The 2018 general elections were disruptive. They occurred several months after the book’s publication. They interrupted the political cycle that has organized both government and opposition in Brazil which I have analyzed in detail. A bipartisan dispute for the Presidency confronting center-right PSDB and center-left PT has dominated this cycle, while the other parties ran to maximize the number of seats in Congress to qualify to form the governing coalition. The presidential election broke this political duopoly. For the first time since the 1994 elections, PSDB was not on the runoff vote for the Presidency. The rightist candidate, Jair Bolsonaro, a backbencher in the House, defeated PT in the runoff without the support of an organized party.
In Congress, all major parties sustained severe seat losses. Party fragmentation has increased very much. The renewal rate was very high, and newcomers hold about 20% of the House seats. PSL, Bolsonaro’s party, has jumped from 1 to 52 seats. PT remained the larger party, with 56 seats, but it is on a sharp downward trajectory, and lost 14 seats. It seems that the political system has entered an interregnum between the terminated 1994-2018 political cycle, and a new one that will perhaps begin in the next general elections, in 2020.

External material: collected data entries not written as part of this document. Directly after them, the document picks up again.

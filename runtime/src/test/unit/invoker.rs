use std::sync::Arc;

use sigkern_codegen::OperationKind;
use sigkern_device::stream::active_stream;
use sigkern_device::{Buffer, BufferOptions, HostAllocator, LaunchConfig};
use sigkern_dtype::ElementType;

use super::common::{buffer, host_context, host_stream};
use crate::{Error, KernelInvoker};

#[test]
fn test_call_writes_output_and_activates_stream() {
    let (ctx, _) = host_context();
    let (_, stream) = host_stream();
    let kernel = ctx.ensure_compiled(ElementType::Float64, OperationKind::Lfilter).unwrap();
    let invoker = KernelInvoker::new(1u32, 1u32, Arc::clone(&stream), kernel);

    let x = buffer(&[2.0f64, 4.0]);
    let out = x.zeros_like().unwrap();
    invoker.call(&buffer(&[0.5f64]), &buffer(&[1.0f64]), &x, &out).unwrap();

    assert_eq!(out.to_vec::<f64>().unwrap(), [1.0, 2.0]);
    assert!(Arc::ptr_eq(&active_stream().unwrap(), &stream));
}

#[test]
fn test_invoker_is_reusable_across_lengths() {
    let (ctx, _) = host_context();
    let (_, stream) = host_stream();
    ctx.ensure_compiled(ElementType::Float64, OperationKind::Lfilter).unwrap();
    let invoker = ctx.get_backend_kernel(ElementType::Float64, LaunchConfig::single(stream), OperationKind::Lfilter).unwrap();
    let (b, a) = (buffer(&[1.0f64]), buffer(&[1.0f64, -1.0]));

    // a = [1, -1] is a running sum.
    for x in [vec![1.0f64; 3], vec![1.0f64; 7]] {
        let x = buffer(&x);
        let out = x.zeros_like().unwrap();
        invoker.call(&b, &a, &x, &out).unwrap();
        let expected: Vec<f64> = (1..=x.len()).map(|n| n as f64).collect();
        assert_eq!(out.to_vec::<f64>().unwrap(), expected);
    }
}

#[test]
fn test_call_rejects_output_length_mismatch() {
    let (ctx, _) = host_context();
    let (_, stream) = host_stream();
    let kernel = ctx.ensure_compiled(ElementType::Float64, OperationKind::Lfilter).unwrap();
    let invoker = KernelInvoker::new(1u32, 1u32, stream, kernel);

    let x = buffer(&[1.0f64, 2.0, 3.0]);
    let out = Buffer::allocate(Arc::new(HostAllocator), ElementType::Float64, &[2], BufferOptions::default()).unwrap();
    let err = invoker.call(&buffer(&[1.0f64]), &buffer(&[1.0f64]), &x, &out).unwrap_err();

    assert!(matches!(err, Error::Device { source: sigkern_device::Error::ShapeMismatch { .. } }));
}

#[test]
fn test_call_rejects_dtype_mismatch() {
    let (ctx, _) = host_context();
    let (_, stream) = host_stream();
    let kernel = ctx.ensure_compiled(ElementType::Float32, OperationKind::Lfilter).unwrap();
    let invoker = KernelInvoker::new(1u32, 1u32, stream, kernel);

    let x = buffer(&[1.0f64]);
    let out = x.zeros_like().unwrap();
    let err = invoker.call(&buffer(&[1.0f64]), &buffer(&[1.0f64]), &x, &out).unwrap_err();

    assert!(matches!(
        err,
        Error::Device {
            source: sigkern_device::Error::DTypeMismatch { expected: ElementType::Float32, actual: ElementType::Float64 }
        }
    ));
}

#[test]
fn test_call_rejects_invalid_launch_shape() {
    let (ctx, _) = host_context();
    let (_, stream) = host_stream();
    let kernel = ctx.ensure_compiled(ElementType::Float64, OperationKind::Lfilter).unwrap();
    let invoker = KernelInvoker::new(0u32, 1u32, stream, kernel);

    let x = buffer(&[1.0f64]);
    let out = x.zeros_like().unwrap();
    let err = invoker.call(&buffer(&[1.0f64]), &buffer(&[1.0f64]), &x, &out).unwrap_err();

    assert!(matches!(err, Error::Device { source: sigkern_device::Error::InvalidLaunchShape { .. } }));
}

#[test]
fn test_scalar_extents_become_one_dimensional() {
    let (ctx, _) = host_context();
    let (_, stream) = host_stream();
    let kernel = ctx.ensure_compiled(ElementType::Float64, OperationKind::Lfilter).unwrap();

    let invoker = KernelInvoker::new(4u32, (8u32, 2u32), stream, kernel);

    assert_eq!(invoker.launch_config().grid.dims(), [4]);
    assert_eq!(invoker.launch_config().block.dims(), [8, 2]);
}
use std::sync::Arc;

use proptest::prelude::*;
use sigkern_dtype::ElementType;

use crate::{Allocator, Buffer, BufferOptions, Error, HostAllocator};

fn host() -> Arc<dyn Allocator> {
    Arc::new(HostAllocator)
}

#[test]
fn test_allocate_shape_and_size() {
    let buffer = Buffer::allocate(host(), ElementType::Float64, &[3, 4], BufferOptions::default()).unwrap();
    assert_eq!(buffer.shape(), &[3, 4]);
    assert_eq!(buffer.len(), 3);
    assert_eq!(buffer.numel(), 12);
    assert_eq!(buffer.size(), 96);
    assert_eq!(buffer.dtype(), ElementType::Float64);
    assert_eq!(buffer.allocator().name(), "HOST");
}

#[test]
fn test_zeros_like_matches_input() {
    let x = Buffer::from_slice(host(), &[1.5f32, -2.0, 3.25]).unwrap();
    let out = x.zeros_like().unwrap();
    assert_eq!(out.shape(), x.shape());
    assert_eq!(out.dtype(), x.dtype());
    assert_eq!(out.to_vec::<f32>().unwrap(), vec![0.0; 3]);
    // The source is untouched.
    assert_eq!(x.to_vec::<f32>().unwrap(), vec![1.5, -2.0, 3.25]);
}

#[test]
fn test_to_vec_rejects_wrong_dtype() {
    let x = Buffer::from_slice(host(), &[1i32, 2, 3]).unwrap();
    let err = x.to_vec::<f32>().unwrap_err();
    assert!(matches!(
        err,
        Error::DTypeMismatch { expected: ElementType::Int32, actual: ElementType::Float32 }
    ));
}

#[test]
fn test_copyin_size_mismatch() {
    let x = Buffer::allocate(host(), ElementType::Int64, &[2], BufferOptions::default()).unwrap();
    let err = x.copyin(&[0u8; 4]).unwrap_err();
    assert!(matches!(err, Error::SizeMismatch { expected: 16, actual: 4 }));
}

#[test]
fn test_empty_buffer() {
    let x = Buffer::from_slice::<f64>(host(), &[]).unwrap();
    assert!(x.is_empty());
    assert_eq!(x.len(), 0);
    assert_eq!(x.to_vec::<f64>().unwrap(), Vec::<f64>::new());
}

proptest! {
    #[test]
    fn prop_host_copy_preserves_values(values in prop::collection::vec(any::<f64>(), 0..64)) {
        let buffer = Buffer::from_slice(host(), &values).unwrap();
        let back = buffer.to_vec::<f64>().unwrap();
        prop_assert_eq!(back.len(), values.len());
        for (a, b) in back.iter().zip(&values) {
            prop_assert_eq!(a.to_bits(), b.to_bits());
        }
    }
}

Bolsonaro’s performance will very much influence this new cycle. The president has decided not to build a parliamentary coalition, in spite of having a bold reform agenda. By doing that he’s chosen the more difficult and costlier way to deal with the Legislative, trying to get support for his policies through negotiations with issue-oriented groups, and individual members of Congress disregarding both party lines and party leaders. Congress, however, is a partisan institution and the rules focus on party-led procedures. It is a high political risk choice. Whether the president will succeed in imposing a new pattern of relationship with Congress is uncertain. If both governance and governability continue to depend on a stable surplus majority, the president will be in dire straits.
References
“Presidencialismo de coalizão: o dilema institucional brasileiro” (“Coalition presidencial government: the Brazilian institutional dilemma”), Dados, vol. 31, n. 1, 1988, pp. 5-34.